Data best illustrates the issue. The total contract liquidation volume across the entire network within 24 hours reached $228 million, with over 160,000 people forcibly liquidated. Long positions suffered $157 million in losses, and shorts also fared poorly, losing $71 million. This opening was quite painful, especially considering Bitcoin has already fallen nearly 30% from its $126,000 all-time high last October. The once-hot topic of the "crypto winter" is beginning to heat up again in the market.
Let's review the broader context. Since reaching a new high last October, Bitcoin has been under pressure. In December 2025 alone, it dropped over 22%, marking the worst monthly performance since December 2018. For the entire year of 2025, Bitcoin declined by over 5%, breaking the two-year streak of gains. This trend is increasingly linked to the stock market, and the risk asset nature of cryptocurrencies is becoming more apparent.

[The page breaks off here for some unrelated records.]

// render.rs
//
// Copyright (C) 2009-2025  Minnesota Department of Transportation
//
//! This module is for NTCIP 1203 DMS rendering.
//!
//! A [MultiRenderer] is a MULTI visitor which lays out text spans and
//! draws them onto a raster graphic, one page at a time.
//!
//! [MultiRenderer]: struct.MultiRenderer.html
use crate::dms::color::ColorCtx;
use crate::dms::config::MultiCfg;
use crate::dms::font::{Font, FontTable};
use crate::dms::graphic::GraphicTable;
use crate::dms::multi::{
    Color, JustificationLine, JustificationPage, Multi, Rectangle,
    SyntaxError,
};
use crate::dms::raster::{RasterError, RasterGraphic};
use log::debug;
use pix::rgb::SRgb8;

/// Result type
type Result<T> = std::result::Result<T, SyntaxError>;

/// Rendering state
#[derive(Clone)]
struct RenderState {
    /// Color context
    color_ctx: ColorCtx,

    /// Current page justification
    just_page: JustificationPage,

    /// Current line justification
    just_line: JustificationLine,

    /// Font number
    font_num: u8,

    /// Current specified char spacing
    char_spacing: Option<u8>,
}

/// Span of text, with the state from when it was added
struct Span<'a> {
    /// Text of span
    text: String,

    /// Font for span
    font: &'a Font,

    /// Foreground color
    foreground: SRgb8,

    /// Spacing between characters (pixels)
    c_space: i32,
}

/// Fragment of a line, with one line justification
struct Fragment<'a> {
    /// Line justification
    just_line: JustificationLine,

    /// Spans in fragment
    spans: Vec<Span<'a>>,
}

/// Text line
struct Line<'a> {
    /// Specified line spacing
    line_spacing: Option<u8>,

    /// Fragments in line
    fragments: Vec<Fragment<'a>>,
}

/// Block of lines, with one page justification
struct Block<'a> {
    /// Page justification
    just_page: JustificationPage,

    /// Lines in block
    lines: Vec<Line<'a>>,
}

/// MULTI renderer for one page of a message.
///
/// Tags on other pages are tracked for state, but nothing is drawn.
pub struct MultiRenderer<'a, R: RasterGraphic> {
    /// Raster to render on
    raster: &'a mut R,

    /// Page number to render
    page: usize,

    /// Current page number of MULTI string
    ms_page: usize,

    /// Font table
    fonts: &'a FontTable,

    /// Graphic table
    graphics: Option<&'a GraphicTable>,

    /// Character width (pixels) for character-matrix signs; 0 otherwise
    c_width: i32,

    /// Character height (pixels) for character- or line-matrix signs;
    /// 0 otherwise
    c_height: i32,

    /// Default rendering state
    default_state: RenderState,

    /// Current render state
    state: RenderState,

    /// Current text rectangle
    text_rect: Rectangle,

    /// Blocks within the current text rectangle
    blocks: Vec<Block<'a>>,

    /// Most recent syntax error
    syntax_err: Option<SyntaxError>,

    /// Most recent raster fault
    raster_err: Option<RasterError>,
}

Where is the problem? The macroeconomic environment is complex, market liquidity is shrinking, and investors' risk appetite has decreased. Below the critical level of $90,000, Bitcoin cannot find reasons to rally further. The only bullish factor currently expected is the upcoming rate-cut cycle stimulating risk assets. But here’s the irony: the Federal Reserve cut interest rates in September, October, and December last year, yet Bitcoin has actually fallen by 24% since the September rate hike meeting. The rate-cut card seems to have lost its effectiveness.